§ WHAT THIS TASK INVOLVES
Look below for lines that hold the string "existed" and copy each one.

§ DATA SHOWN
>>>>
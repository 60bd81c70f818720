//! Workflow execution coordination.
//!
//! Resolves the live CDP endpoint for a target browser, compiles the
//! workflow, and dispatches the script to a registered execution server.
//! This component performs no retries; retry and sequencing policy belong to
//! the task runner.

use crate::models::{Edge, Node, Server};
use crate::script::{self, CompileError};
use crate::session::PortCache;
use regex::Regex;
use serde::{Deserialize, Serialize};
use serde_json::{Value, json};
use std::sync::{Arc, LazyLock};
use thiserror::Error;
use tracing::{debug, info, warn};

#[derive(Debug, Clone, Copy, Serialize, Deserialize, PartialEq, Eq)]
#[serde(rename_all = "camelCase")]
pub enum BrowserType {
    Chrome,
    LinkenSphere,
}

/// Names the browser connection a workflow runs against, plus the port it
/// was selected with. For provider sessions the effective debug port is
/// recovered from the durable cache at run time.
#[derive(Debug, Clone)]
pub struct BrowserTarget {
    pub browser_type: BrowserType,
    pub browser_port: u16,
    pub session_id: Option<String>,
}

#[derive(Debug, Error)]
pub enum ExecutionError {
    #[error("No server selected")]
    NoServerSelected,
    #[error("No nodes in workflow")]
    EmptyWorkflow,
    #[error("Invalid browser port: {0}")]
    InvalidPort(u16),
    #[error("Session ID is required for LinkenSphere connections")]
    SessionIdRequired,
    #[error(transparent)]
    Compile(#[from] CompileError),
    #[error("execution request failed: {0}")]
    Transport(#[from] reqwest::Error),
    #[error("{message}")]
    Remote { message: String },
    #[error(transparent)]
    Cache(#[from] anyhow::Error),
}

pub struct ExecutionCoordinator {
    client: reqwest::Client,
    cache: Arc<dyn PortCache>,
    provider_port: u16,
    server_token: String,
}

impl ExecutionCoordinator {
    pub fn new(provider_port: u16, server_token: &str, cache: Arc<dyn PortCache>) -> Self {
        Self {
            client: reqwest::Client::new(),
            cache,
            provider_port,
            server_token: server_token.to_string(),
        }
    }

    /// Compile the workflow and execute it against the target browser on the
    /// given server. Returns the server's parsed success payload.
    pub async fn run(
        &self,
        server: Option<&Server>,
        nodes: &[Node],
        edges: &[Edge],
        target: &BrowserTarget,
    ) -> Result<Value, ExecutionError> {
        let server = server.ok_or(ExecutionError::NoServerSelected)?;
        if nodes.is_empty() {
            return Err(ExecutionError::EmptyWorkflow);
        }
        if target.browser_port == 0 {
            return Err(ExecutionError::InvalidPort(target.browser_port));
        }

        let script = script::compile(nodes, edges)?;

        let mut debug_port = target.browser_port;
        let mut browser_info = None;
        let mut ws_endpoint = None;

        if target.browser_type == BrowserType::LinkenSphere {
            let session_id = target
                .session_id
                .as_deref()
                .ok_or(ExecutionError::SessionIdRequired)?;

            match self.cache.get(session_id)? {
                Some(port) => debug_port = port,
                None => warn!(
                    session_id,
                    port = target.browser_port,
                    "No cached debug port for session, using provided port"
                ),
            }

            let (info, ws) = self.resolve_ws_endpoint(debug_port).await;
            browser_info = info;
            // The remote executor may still succeed with the raw port, so a
            // failed probe only downgrades to a synthetic endpoint.
            ws_endpoint = Some(ws.unwrap_or_else(|| {
                format!("ws://127.0.0.1:{debug_port}/devtools/page/page")
            }));
        }

        let connection_port = match target.browser_type {
            BrowserType::LinkenSphere => self.provider_port,
            BrowserType::Chrome => target.browser_port,
        };

        let payload = json!({
            "script": script.text,
            "browserConnection": {
                "port": connection_port,
                "debugPort": debug_port,
                "browserType": target.browser_type,
                "sessionId": target.session_id,
                "browserInfo": browser_info,
                "wsEndpoint": ws_endpoint,
                "isAutomationRunning": true,
            },
            "nodes": nodes,
            "edges": edges,
            "serverId": server.id,
        });

        info!(
            server_id = %server.id,
            debug_port,
            node_count = script.node_count,
            "Dispatching workflow execution"
        );

        let response = self
            .client
            .post(format!("{}/execute-workflow", server.url))
            .bearer_auth(&self.server_token)
            .json(&payload)
            .send()
            .await?;

        if !response.status().is_success() {
            let status = response.status();
            let message = response
                .json::<Value>()
                .await
                .ok()
                .and_then(|v| {
                    v.get("message")
                        .and_then(Value::as_str)
                        .map(str::to_string)
                })
                .unwrap_or_else(|| status.to_string());
            return Err(ExecutionError::Remote { message });
        }

        Ok(response.json().await?)
    }

    /// Discover the WebSocket debugger URL for a debug port.
    ///
    /// Tries the open page list first, then a URL embedded in the devtools
    /// frontend link, then the browser version endpoint. Every probe failure
    /// is non-fatal.
    async fn resolve_ws_endpoint(&self, port: u16) -> (Option<Value>, Option<String>) {
        let mut ws = None;

        match self
            .client
            .get(format!("http://127.0.0.1:{port}/json/list"))
            .send()
            .await
        {
            Ok(response) if response.status().is_success() => {
                if let Ok(pages) = response.json::<Vec<Value>>().await
                    && let Some(first) = pages.first()
                {
                    ws = first
                        .get("webSocketDebuggerUrl")
                        .and_then(Value::as_str)
                        .map(str::to_string)
                        .or_else(|| {
                            first
                                .get("devtoolsFrontendUrl")
                                .and_then(Value::as_str)
                                .and_then(extract_ws_from_devtools_url)
                        });
                }
            }
            Ok(response) => debug!(port, status = %response.status(), "Page list probe refused"),
            Err(err) => debug!(port, error = %err, "Page list probe failed"),
        }

        if ws.is_some() {
            return (None, ws);
        }

        match self
            .client
            .get(format!("http://127.0.0.1:{port}/json/version"))
            .send()
            .await
        {
            Ok(response) if response.status().is_success() => {
                if let Ok(info) = response.json::<Value>().await {
                    ws = info
                        .get("webSocketDebuggerUrl")
                        .and_then(Value::as_str)
                        .map(str::to_string);
                    return (Some(info), ws);
                }
            }
            Ok(response) => debug!(port, status = %response.status(), "Version probe refused"),
            Err(err) => debug!(port, error = %err, "Version probe failed"),
        }

        (None, None)
    }
}

/// Pull a percent-encoded WebSocket URL out of a devtools frontend link.
fn extract_ws_from_devtools_url(url: &str) -> Option<String> {
    static WS_RE: LazyLock<Regex> =
        LazyLock::new(|| Regex::new("ws=([^&]+)").expect("ws pattern compiles"));

    WS_RE.captures(url).and_then(|caps| {
        let raw = caps.get(1)?.as_str();
        Some(
            urlencoding::decode(raw)
                .map(|decoded| decoded.into_owned())
                .unwrap_or_else(|_| raw.to_string()),
        )
    })
}
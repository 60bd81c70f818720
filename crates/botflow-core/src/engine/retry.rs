//! Bounded retry with a fixed backoff between attempts.
//!
//! Timing flows from the policy so tests can run with paused time instead of
//! real sleeps.

use std::future::Future;
use std::time::Duration;
use tokio::time::sleep;

#[derive(Debug, Clone, Copy)]
pub struct RetryPolicy {
    pub attempts: u32,
    pub backoff: Duration,
}

impl Default for RetryPolicy {
    fn default() -> Self {
        Self {
            attempts: 5,
            backoff: Duration::from_millis(500),
        }
    }
}

/// Run `op` until it succeeds or the attempt budget is exhausted, sleeping
/// `backoff` between attempts. Returns the last error on exhaustion.
///
/// `attempts` is clamped to at least one so the operation always runs.
pub async fn retry<T, E, F, Fut>(policy: RetryPolicy, mut op: F) -> Result<T, E>
where
    F: FnMut() -> Fut,
    Fut: Future<Output = Result<T, E>>,
{
    let attempts = policy.attempts.max(1);
    let mut last_err = None;

    for attempt in 1..=attempts {
        match op().await {
            Ok(value) => return Ok(value),
            Err(err) => last_err = Some(err),
        }
        if attempt < attempts {
            sleep(policy.backoff).await;
        }
    }

    Err(last_err.expect("at least one attempt ran"))
}
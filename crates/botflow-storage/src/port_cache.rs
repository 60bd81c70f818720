//! Durable session id -> debug port mappings.
//!
//! Once a session is started with a debug port, the mapping is cached here so
//! a later execution phase (possibly in a different process) can recover the
//! port without re-querying the session provider.

use crate::simple_store::{SimpleStore, ensure_table};
use anyhow::Result;
use redb::{Database, TableDefinition};
use std::sync::Arc;

const TABLE: TableDefinition<'static, &'static str, &'static [u8]> =
    TableDefinition::new("session_ports");

#[derive(Debug, Clone)]
pub struct PortCacheStorage {
    db: Arc<Database>,
}

impl PortCacheStorage {
    pub fn new(db: Arc<Database>) -> Result<Self> {
        ensure_table(&db, TABLE)?;
        Ok(Self { db })
    }

    /// Get the cached debug port for a session, if any.
    pub fn get_port(&self, session_id: &str) -> Result<Option<u16>> {
        let Some(bytes) = self.get_raw(session_id)? else {
            return Ok(None);
        };
        let text = String::from_utf8(bytes)?;
        Ok(text.parse::<u16>().ok())
    }

    /// Durably associate a session with its debug port.
    pub fn set_port(&self, session_id: &str, port: u16) -> Result<()> {
        self.put_raw(session_id, port.to_string().as_bytes())
    }

    /// Remove the mapping for a session. Returns true if one existed.
    pub fn clear_port(&self, session_id: &str) -> Result<bool> {
        self.delete(session_id)
    }
}

impl SimpleStore for PortCacheStorage {
    const TABLE: TableDefinition<'static, &'static str, &'static [u8]> = TABLE;

    fn db(&self) -> &Arc<Database> {
        &self.db
    }
}
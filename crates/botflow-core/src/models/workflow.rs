use super::node::Node;
use serde::{Deserialize, Serialize};

/// Immutable workflow snapshot read at execution time.
#[derive(Debug, Clone, Serialize, Deserialize)]
pub struct Workflow {
    pub id: String,
    pub name: String,
    pub nodes: Vec<Node>,
    pub edges: Vec<Edge>,
}

/// Directed connection between two node ports.
///
/// Handles name the specific port on each side; edges without handles carry
/// plain flow continuation.
#[derive(Debug, Clone, Serialize, Deserialize)]
pub struct Edge {
    pub id: String,
    pub source: String,
    pub target: String,
    #[serde(rename = "sourceHandle", skip_serializing_if = "Option::is_none")]
    pub source_handle: Option<String>,
    #[serde(rename = "targetHandle", skip_serializing_if = "Option::is_none")]
    pub target_handle: Option<String>,
}

impl Edge {
    pub fn new(id: &str, source: &str, target: &str) -> Self {
        Self {
            id: id.to_string(),
            source: source.to_string(),
            target: target.to_string(),
            source_handle: None,
            target_handle: None,
        }
    }
}
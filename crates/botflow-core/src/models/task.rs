use chrono::{DateTime, Utc};
use serde::{Deserialize, Serialize};
use uuid::Uuid;

/// Task status lifecycle: `pending -> in_process -> {done, error}`.
///
/// Stopping a task returns it to `done`; there is no separate stopped state.
#[derive(Debug, Clone, Copy, Serialize, Deserialize, PartialEq, Eq)]
#[serde(rename_all = "snake_case")]
pub enum TaskStatus {
    Pending,
    InProcess,
    Done,
    Error,
}

/// A persisted unit of work binding one workflow to one or more
/// sessions/servers. Mutated only by the task runner and persisted after
/// every status transition.
#[derive(Debug, Clone, Serialize, Deserialize)]
pub struct Task {
    pub id: String,
    pub name: String,
    pub status: TaskStatus,
    pub browser_sessions: Vec<BrowserSessionRef>,
    pub servers: Vec<String>,
    pub workflow_id: String,
    #[serde(skip_serializing_if = "Option::is_none")]
    pub repeat_count: Option<u32>,
    #[serde(skip_serializing_if = "Option::is_none")]
    pub start_time: Option<DateTime<Utc>>,
    #[serde(skip_serializing_if = "Option::is_none")]
    pub updated_at: Option<DateTime<Utc>>,
}

impl Task {
    pub fn new(name: &str, workflow_id: &str) -> Self {
        Self {
            id: Uuid::new_v4().to_string(),
            name: name.to_string(),
            status: TaskStatus::Pending,
            browser_sessions: Vec::new(),
            servers: Vec::new(),
            workflow_id: workflow_id.to_string(),
            repeat_count: None,
            start_time: None,
            updated_at: None,
        }
    }

    /// Mark the task as started.
    pub fn mark_in_process(&mut self) {
        self.status = TaskStatus::InProcess;
        self.start_time = Some(Utc::now());
        self.updated_at = Some(Utc::now());
    }

    /// Mark the task as completed.
    pub fn mark_done(&mut self) {
        self.status = TaskStatus::Done;
        self.updated_at = Some(Utc::now());
    }

    /// Mark the task as failed.
    pub fn mark_error(&mut self) {
        self.status = TaskStatus::Error;
        self.updated_at = Some(Utc::now());
    }
}

/// Reference to a browser a task runs against: either a provider-managed
/// session (port resolved at start time) or a plain browser with a literal
/// debug port.
#[derive(Debug, Clone, Serialize, Deserialize)]
pub struct BrowserSessionRef {
    pub id: String,
    #[serde(rename = "type")]
    pub kind: SessionRefKind,
    #[serde(skip_serializing_if = "Option::is_none")]
    pub port: Option<u16>,
}

#[derive(Debug, Clone, Copy, Serialize, Deserialize, PartialEq, Eq)]
#[serde(rename_all = "lowercase")]
pub enum SessionRefKind {
    Session,
    Browser,
}

#[cfg(test)]
mod tests {
    use super::*;
    use serde_json::json;

    #[test]
    fn test_new_task_is_pending() {
        let task = Task::new("Scrape leads", "wf-1");
        assert_eq!(task.status, TaskStatus::Pending);
        assert!(task.start_time.is_none());
        assert!(!task.id.is_empty());
    }

    #[test]
    fn test_status_transitions_stamp_timestamps() {
        let mut task = Task::new("t", "wf-1");

        task.mark_in_process();
        assert_eq!(task.status, TaskStatus::InProcess);
        assert!(task.start_time.is_some());

        task.mark_done();
        assert_eq!(task.status, TaskStatus::Done);
        assert!(task.updated_at.is_some());
    }

    #[test]
    fn test_status_wire_names_are_snake_case() {
        assert_eq!(
            serde_json::to_value(TaskStatus::InProcess).unwrap(),
            json!("in_process")
        );
        assert_eq!(
            serde_json::to_value(TaskStatus::Pending).unwrap(),
            json!("pending")
        );
    }

    #[test]
    fn test_session_ref_kind_wire_names() {
        let sess: BrowserSessionRef = serde_json::from_value(json!({
            "id": "abc",
            "type": "session"
        }))
        .unwrap();
        assert_eq!(sess.kind, SessionRefKind::Session);
        assert!(sess.port.is_none());
    }
}
//! Durable port cache abstraction.
//!
//! The session manager and the execution coordinator both need the
//! session id -> debug port mapping, possibly from different processes. The
//! trait decouples them from the concrete store: redb in production, an
//! in-memory map in tests.

use anyhow::Result;
use std::collections::HashMap;
use std::sync::Mutex;

pub trait PortCache: Send + Sync {
    fn get(&self, session_id: &str) -> Result<Option<u16>>;
    fn set(&self, session_id: &str, port: u16) -> Result<()>;
    fn clear(&self, session_id: &str) -> Result<()>;
}

impl PortCache for botflow_storage::PortCacheStorage {
    fn get(&self, session_id: &str) -> Result<Option<u16>> {
        self.get_port(session_id)
    }

    fn set(&self, session_id: &str, port: u16) -> Result<()> {
        self.set_port(session_id, port)
    }

    fn clear(&self, session_id: &str) -> Result<()> {
        self.clear_port(session_id)?;
        Ok(())
    }
}

/// Process-local cache for tests and single-shot runs.
#[derive(Debug, Default)]
pub struct MemoryPortCache {
    ports: Mutex<HashMap<String, u16>>,
}

impl PortCache for MemoryPortCache {
    fn get(&self, session_id: &str) -> Result<Option<u16>> {
        Ok(self.ports.lock().expect("port cache lock").get(session_id).copied())
    }

    fn set(&self, session_id: &str, port: u16) -> Result<()> {
        self.ports
            .lock()
            .expect("port cache lock")
            .insert(session_id.to_string(), port);
        Ok(())
    }

    fn clear(&self, session_id: &str) -> Result<()> {
        self.ports.lock().expect("port cache lock").remove(session_id);
        Ok(())
    }
}
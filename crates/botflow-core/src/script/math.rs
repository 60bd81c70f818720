//! Instruction generators for math nodes.
//!
//! Math nodes carry dynamic input/output port lists in their settings. Each
//! named port binds to a local variable slot in the order the settings array
//! lists them, independent of edge iteration order.

use super::{CompileError, PortBindings, js_ident, js_str};
use crate::models::Node;
use serde_json::Value;

pub(super) fn math_op(
    node: &Node,
    op: &str,
    bindings: &PortBindings<'_>,
) -> Result<String, CompileError> {
    let operator = match op {
        "add" => "+",
        "subtract" => "-",
        "multiply" => "*",
        "divide" => "/",
        _ => {
            return Err(CompileError::UnknownKind {
                node_id: node.id.clone(),
                kind: node.kind.clone(),
            });
        }
    };

    let mut body = String::new();
    let mut slots = Vec::new();

    for (index, input) in node.array_setting("inputs").iter().enumerate() {
        let fallback = format!("in{index}");
        let port_id = port_id(input, &fallback);
        let var = format!("in_{}", js_ident(port_id));

        let expr = match bindings.input_source(&node.id, port_id) {
            Some(source) => format!(
                "Number((ctx.nodeOutputs[{}] ?? {{}}).value ?? 0)",
                js_str(source)
            ),
            None => "0".to_string(),
        };
        body.push_str(&format!("const {var} = {expr};\n"));
        slots.push(var);
    }

    let result = if slots.is_empty() {
        "0".to_string()
    } else {
        slots.join(&format!(" {operator} "))
    };

    let out_port = node
        .array_setting("outputs")
        .first()
        .map(|o| port_id(o, "result").to_string())
        .unwrap_or_else(|| "result".to_string());
    let out_var = format!("out_{}", js_ident(&out_port));

    body.push_str(&format!("const {out_var} = {result};\n"));
    body.push_str(&format!(
        "ctx.nodeOutputs[{}] = {{ value: {out_var} }};",
        js_str(&node.id)
    ));

    Ok(body)
}

fn port_id<'a>(port: &'a Value, fallback: &'a str) -> &'a str {
    port.get("id").and_then(Value::as_str).unwrap_or(fallback)
}

#[cfg(test)]
mod tests {
    use super::super::tests::make_node;
    use super::*;
    use crate::models::Edge;
    use serde_json::json;

    fn math_node(op: &str) -> Node {
        make_node(
            "m1",
            &format!("math-{op}"),
            json!({
                "inputs": [
                    {"id": "a", "label": "A"},
                    {"id": "b", "label": "B"}
                ],
                "outputs": [{"id": "sum", "label": "Sum"}]
            }),
        )
    }

    fn edge_into(id: &str, source: &str, handle: &str) -> Edge {
        Edge {
            id: id.to_string(),
            source: source.to_string(),
            target: "m1".to_string(),
            source_handle: None,
            target_handle: Some(handle.to_string()),
        }
    }

    #[test]
    fn test_ports_bind_in_settings_order() {
        let node = math_node("add");
        // Edges added in reverse port order; slot order must follow settings.
        let edges = vec![edge_into("e2", "src-b", "b"), edge_into("e1", "src-a", "a")];
        let bindings = PortBindings { edges: &edges };

        let body = math_op(&node, "add", &bindings).unwrap();
        let a_at = body.find("const in_a").unwrap();
        let b_at = body.find("const in_b").unwrap();
        assert!(a_at < b_at);
        assert!(body.contains("ctx.nodeOutputs[\"src-a\"]"));
        assert!(body.contains("ctx.nodeOutputs[\"src-b\"]"));
        assert!(body.contains("const out_sum = in_a + in_b;"));
    }

    #[test]
    fn test_unwired_inputs_default_to_zero() {
        let node = math_node("multiply");
        let bindings = PortBindings { edges: &[] };
        let body = math_op(&node, "multiply", &bindings).unwrap();
        assert!(body.contains("const in_a = 0;"));
        assert!(body.contains("const out_sum = in_a * in_b;"));
    }

    #[test]
    fn test_unknown_operation_fails_compilation() {
        let node = make_node("m1", "math-modulo", json!({}));
        let bindings = PortBindings { edges: &[] };
        let err = math_op(&node, "modulo", &bindings).unwrap_err();
        assert!(matches!(err, CompileError::UnknownKind { .. }));
    }

    #[test]
    fn test_no_ports_still_produces_output() {
        let node = make_node("m1", "math-add", json!({}));
        let bindings = PortBindings { edges: &[] };
        let body = math_op(&node, "add", &bindings).unwrap();
        assert!(body.contains("const out_result = 0;"));
        assert!(body.contains("ctx.nodeOutputs[\"m1\"]"));
    }
}
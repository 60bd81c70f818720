pub mod node;
pub mod server;
pub mod session;
pub mod task;
pub mod workflow;

pub use node::{Node, NodeData, Position};
pub use server::Server;
pub use session::{ProviderSession, SessionStatus};
pub use task::{BrowserSessionRef, SessionRefKind, Task, TaskStatus};
pub use workflow::{Edge, Workflow};
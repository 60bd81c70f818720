use anyhow::Result;
use redb::{Database, ReadableDatabase, ReadableTable, TableDefinition};
use std::sync::Arc;

/// Trait for simple key-value storage modules.
///
/// Provides default implementations for the common CRUD operations.
/// Implementors only need to specify the table definition and database
/// reference; higher-level typed wrappers live in botflow-core.
pub trait SimpleStore: Send + Sync {
    /// The table definition for this storage type.
    const TABLE: TableDefinition<'static, &'static str, &'static [u8]>;

    /// Get reference to the database.
    fn db(&self) -> &Arc<Database>;

    /// Store raw bytes by ID.
    fn put_raw(&self, id: &str, data: &[u8]) -> Result<()> {
        let write_txn = self.db().begin_write()?;
        {
            let mut table = write_txn.open_table(Self::TABLE)?;
            table.insert(id, data)?;
        }
        write_txn.commit()?;
        Ok(())
    }

    /// Get raw bytes by ID.
    fn get_raw(&self, id: &str) -> Result<Option<Vec<u8>>> {
        let read_txn = self.db().begin_read()?;
        let table = read_txn.open_table(Self::TABLE)?;

        if let Some(value) = table.get(id)? {
            Ok(Some(value.value().to_vec()))
        } else {
            Ok(None)
        }
    }

    /// List all entries as (id, data) pairs.
    fn list_raw(&self) -> Result<Vec<(String, Vec<u8>)>> {
        let read_txn = self.db().begin_read()?;
        let table = read_txn.open_table(Self::TABLE)?;

        let mut items = Vec::new();
        for item in table.iter()? {
            let (key, value) = item?;
            items.push((key.value().to_string(), value.value().to_vec()));
        }

        Ok(items)
    }

    /// Delete by ID, returns true if existed.
    fn delete(&self, id: &str) -> Result<bool> {
        let write_txn = self.db().begin_write()?;
        let existed = {
            let mut table = write_txn.open_table(Self::TABLE)?;
            table.remove(id)?.is_some()
        };
        write_txn.commit()?;
        Ok(existed)
    }

    /// Check if ID exists.
    fn exists(&self, id: &str) -> Result<bool> {
        let read_txn = self.db().begin_read()?;
        let table = read_txn.open_table(Self::TABLE)?;
        Ok(table.get(id)?.is_some())
    }
}

/// Open the table once so later reads never hit a missing-table error.
pub(crate) fn ensure_table(
    db: &Arc<Database>,
    table: TableDefinition<'static, &'static str, &'static [u8]>,
) -> Result<()> {
    let write_txn = db.begin_write()?;
    write_txn.open_table(table)?;
    write_txn.commit()?;
    Ok(())
}
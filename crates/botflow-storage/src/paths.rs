//! Path utilities for BotFlow directory resolution.

use anyhow::Result;
use std::path::PathBuf;

const BOTFLOW_DIR: &str = ".botflow";
const DATABASE_FILE: &str = "botflow.db";

/// Environment variable to override the BotFlow directory.
const BOTFLOW_DIR_ENV: &str = "BOTFLOW_DIR";

/// Resolve the BotFlow data directory.
/// Priority: BOTFLOW_DIR env var > ~/.botflow/
pub fn resolve_botflow_dir() -> Result<PathBuf> {
    if let Ok(dir) = std::env::var(BOTFLOW_DIR_ENV)
        && !dir.trim().is_empty()
    {
        return Ok(PathBuf::from(dir));
    }
    dirs::home_dir()
        .map(|h| h.join(BOTFLOW_DIR))
        .ok_or_else(|| anyhow::anyhow!("Failed to determine home directory"))
}

/// Ensure the BotFlow directory exists and return its path.
pub fn ensure_botflow_dir() -> Result<PathBuf> {
    let dir = resolve_botflow_dir()?;
    std::fs::create_dir_all(&dir)?;
    Ok(dir)
}

/// Ensure the directory exists and return the database path as a string.
pub fn ensure_database_path_string() -> Result<String> {
    let path = ensure_botflow_dir()?.join(DATABASE_FILE);
    Ok(path.display().to_string())
}
//! Workflow storage - raw byte-level access to workflow definitions.

use crate::simple_store::{SimpleStore, ensure_table};
use anyhow::Result;
use redb::{Database, TableDefinition};
use std::sync::Arc;

const TABLE: TableDefinition<'static, &'static str, &'static [u8]> =
    TableDefinition::new("workflows");

#[derive(Debug, Clone)]
pub struct WorkflowStorage {
    db: Arc<Database>,
}

impl WorkflowStorage {
    pub fn new(db: Arc<Database>) -> Result<Self> {
        ensure_table(&db, TABLE)?;
        Ok(Self { db })
    }
}

impl SimpleStore for WorkflowStorage {
    const TABLE: TableDefinition<'static, &'static str, &'static [u8]> = TABLE;

    fn db(&self) -> &Arc<Database> {
        &self.db
    }
}

#[cfg(test)]
mod tests {
    use super::*;
    use tempfile::tempdir;

    #[test]
    fn test_put_get_delete_roundtrip() {
        let temp_dir = tempdir().unwrap();
        let db = Arc::new(Database::create(temp_dir.path().join("test.db")).unwrap());
        let storage = WorkflowStorage::new(db).unwrap();

        storage.put_raw("wf-1", b"{\"id\":\"wf-1\"}").unwrap();
        assert!(storage.exists("wf-1").unwrap());
        assert_eq!(
            storage.get_raw("wf-1").unwrap().unwrap(),
            b"{\"id\":\"wf-1\"}"
        );

        assert!(storage.delete("wf-1").unwrap());
        assert!(!storage.exists("wf-1").unwrap());
        assert!(!storage.delete("wf-1").unwrap());
    }
}
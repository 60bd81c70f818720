pub mod server;

pub use server::ServerRegistry;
<<<<
§ TASK OUTPUT
    /// Remove the mapping for a session. Returns true if one existed.
    /// Delete by ID, returns true if existed.
        let existed = {
        Ok(existed)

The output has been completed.